MATERIAL FOR THE TASK Start Marker

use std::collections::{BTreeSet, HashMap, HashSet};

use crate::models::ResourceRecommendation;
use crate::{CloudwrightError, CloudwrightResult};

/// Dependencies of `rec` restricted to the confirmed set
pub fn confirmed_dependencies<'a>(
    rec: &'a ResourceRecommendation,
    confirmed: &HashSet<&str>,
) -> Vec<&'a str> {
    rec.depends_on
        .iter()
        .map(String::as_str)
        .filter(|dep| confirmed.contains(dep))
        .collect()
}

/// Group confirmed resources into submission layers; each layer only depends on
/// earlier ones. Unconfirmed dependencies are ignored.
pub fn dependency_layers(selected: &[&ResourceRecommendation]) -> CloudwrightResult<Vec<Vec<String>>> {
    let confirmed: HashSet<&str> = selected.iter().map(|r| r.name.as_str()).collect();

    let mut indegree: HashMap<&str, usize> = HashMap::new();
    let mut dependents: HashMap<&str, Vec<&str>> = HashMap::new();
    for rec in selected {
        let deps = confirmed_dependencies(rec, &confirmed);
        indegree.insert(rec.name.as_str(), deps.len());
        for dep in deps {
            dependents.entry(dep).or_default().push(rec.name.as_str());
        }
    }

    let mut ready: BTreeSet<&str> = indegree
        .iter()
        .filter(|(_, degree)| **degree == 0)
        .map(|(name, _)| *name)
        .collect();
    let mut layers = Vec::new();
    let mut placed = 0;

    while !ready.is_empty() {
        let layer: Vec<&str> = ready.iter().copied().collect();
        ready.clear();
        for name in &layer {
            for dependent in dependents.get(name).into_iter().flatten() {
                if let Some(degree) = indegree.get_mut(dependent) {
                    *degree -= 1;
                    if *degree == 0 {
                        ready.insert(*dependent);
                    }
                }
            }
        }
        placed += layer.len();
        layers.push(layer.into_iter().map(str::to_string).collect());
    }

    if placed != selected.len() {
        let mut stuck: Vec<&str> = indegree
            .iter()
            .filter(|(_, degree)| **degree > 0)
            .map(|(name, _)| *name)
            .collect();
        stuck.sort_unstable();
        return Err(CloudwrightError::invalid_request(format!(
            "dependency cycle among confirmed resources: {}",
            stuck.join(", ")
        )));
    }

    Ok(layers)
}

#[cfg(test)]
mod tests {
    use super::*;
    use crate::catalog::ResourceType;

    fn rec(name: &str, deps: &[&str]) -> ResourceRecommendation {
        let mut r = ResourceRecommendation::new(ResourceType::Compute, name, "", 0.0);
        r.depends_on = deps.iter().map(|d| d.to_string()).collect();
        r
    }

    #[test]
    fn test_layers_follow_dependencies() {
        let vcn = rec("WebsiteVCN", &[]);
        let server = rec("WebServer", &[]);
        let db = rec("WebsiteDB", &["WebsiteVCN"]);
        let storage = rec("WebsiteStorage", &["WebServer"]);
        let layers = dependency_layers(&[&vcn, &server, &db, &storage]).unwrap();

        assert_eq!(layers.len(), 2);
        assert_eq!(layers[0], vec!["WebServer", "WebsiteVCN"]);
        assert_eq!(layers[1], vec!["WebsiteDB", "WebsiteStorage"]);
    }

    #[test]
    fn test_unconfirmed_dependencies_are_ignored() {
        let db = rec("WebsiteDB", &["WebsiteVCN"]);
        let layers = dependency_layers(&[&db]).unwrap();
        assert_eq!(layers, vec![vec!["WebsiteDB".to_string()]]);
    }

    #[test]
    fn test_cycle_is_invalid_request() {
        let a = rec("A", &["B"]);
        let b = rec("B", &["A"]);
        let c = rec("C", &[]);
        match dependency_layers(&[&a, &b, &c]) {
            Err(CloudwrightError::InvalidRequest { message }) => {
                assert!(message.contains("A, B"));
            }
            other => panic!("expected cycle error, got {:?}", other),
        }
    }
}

MATERIAL FOR THE TASK End Marker

== PROBLEM DETAILS ==
Send back every entry precisely as given.

== FINISHED EXERCISE ==
use std::collections::{BTreeSet, HashMap, HashSet};

use crate::models::ResourceRecommendation;
use crate::{CloudwrightError, CloudwrightResult};

/// Dependencies of `rec` restricted to the confirmed set
pub fn confirmed_dependencies<'a>(
    rec: &'a ResourceRecommendation,
    confirmed: &HashSet<&str>,
) -> Vec<&'a str> {
    rec.depends_on
        .iter()
        .map(String::as_str)
        .filter(|dep| confirmed.contains(dep))
        .collect()
}

/// Group confirmed resources into submission layers; each layer only depends on
/// earlier ones. Unconfirmed dependencies are ignored.
pub fn dependency_layers(selected: &[&ResourceRecommendation]) -> CloudwrightResult<Vec<Vec<String>>> {
    let confirmed: HashSet<&str> = selected.iter().map(|r| r.name.as_str()).collect();

    let mut indegree: HashMap<&str, usize> = HashMap::new();
    let mut dependents: HashMap<&str, Vec<&str>> = HashMap::new();
    for rec in selected {
        let deps = confirmed_dependencies(rec, &confirmed);
        indegree.insert(rec.name.as_str(), deps.len());
        for dep in deps {
            dependents.entry(dep).or_default().push(rec.name.as_str());
        }
    }

    let mut ready: BTreeSet<&str> = indegree
        .iter()
        .filter(|(_, degree)| **degree == 0)
        .map(|(name, _)| *name)
        .collect();
    let mut layers = Vec::new();
    let mut placed = 0;

    while !ready.is_empty() {
        let layer: Vec<&str> = ready.iter().copied().collect();
        ready.clear();
        for name in &layer {
            for dependent in dependents.get(name).into_iter().flatten() {
                if let Some(degree) = indegree.get_mut(dependent) {
                    *degree -= 1;
                    if *degree == 0 {
                        ready.insert(*dependent);
                    }
                }
            }
        }
        placed += layer.len();
        layers.push(layer.into_iter().map(str::to_string).collect());
    }

    if placed != selected.len() {
        let mut stuck: Vec<&str> = indegree
            .iter()
            .filter(|(_, degree)| **degree > 0)
            .map(|(name, _)| *name)
            .collect();
        stuck.sort_unstable();
        return Err(CloudwrightError::invalid_request(format!(
            "dependency cycle among confirmed resources: {}",
            stuck.join(", ")
        )));
    }

    Ok(layers)
}

#[cfg(test)]
mod tests {
    use super::*;
    use crate::catalog::ResourceType;

    fn rec(name: &str, deps: &[&str]) -> ResourceRecommendation {
        let mut r = ResourceRecommendation::new(ResourceType::Compute, name, "", 0.0);
        r.depends_on = deps.iter().map(|d| d.to_string()).collect();
        r
    }

    #[test]
    fn test_layers_follow_dependencies() {
        let vcn = rec("WebsiteVCN", &[]);
        let server = rec("WebServer", &[]);
        let db = rec("WebsiteDB", &["WebsiteVCN"]);
        let storage = rec("WebsiteStorage", &["WebServer"]);
        let layers = dependency_layers(&[&vcn, &server, &db, &storage]).unwrap();

        assert_eq!(layers.len(), 2);
        assert_eq!(layers[0], vec!["WebServer", "WebsiteVCN"]);
        assert_eq!(layers[1], vec!["WebsiteDB", "WebsiteStorage"]);
    }

    #[test]
    fn test_unconfirmed_dependencies_are_ignored() {
        let db = rec("WebsiteDB", &["WebsiteVCN"]);
        let layers = dependency_layers(&[&db]).unwrap();
        assert_eq!(layers, vec![vec!["WebsiteDB".to_string()]]);
    }

    #[test]
    fn test_cycle_is_invalid_request() {
        let a = rec("A", &["B"]);
        let b = rec("B", &["A"]);
        let c = rec("C", &[]);
        match dependency_layers(&[&a, &b, &c]) {
            Err(CloudwrightError::InvalidRequest { message }) => {
                assert!(message.contains("A, B"));
            }
            other => panic!("expected cycle error, got {:?}", other),
        }
    }
}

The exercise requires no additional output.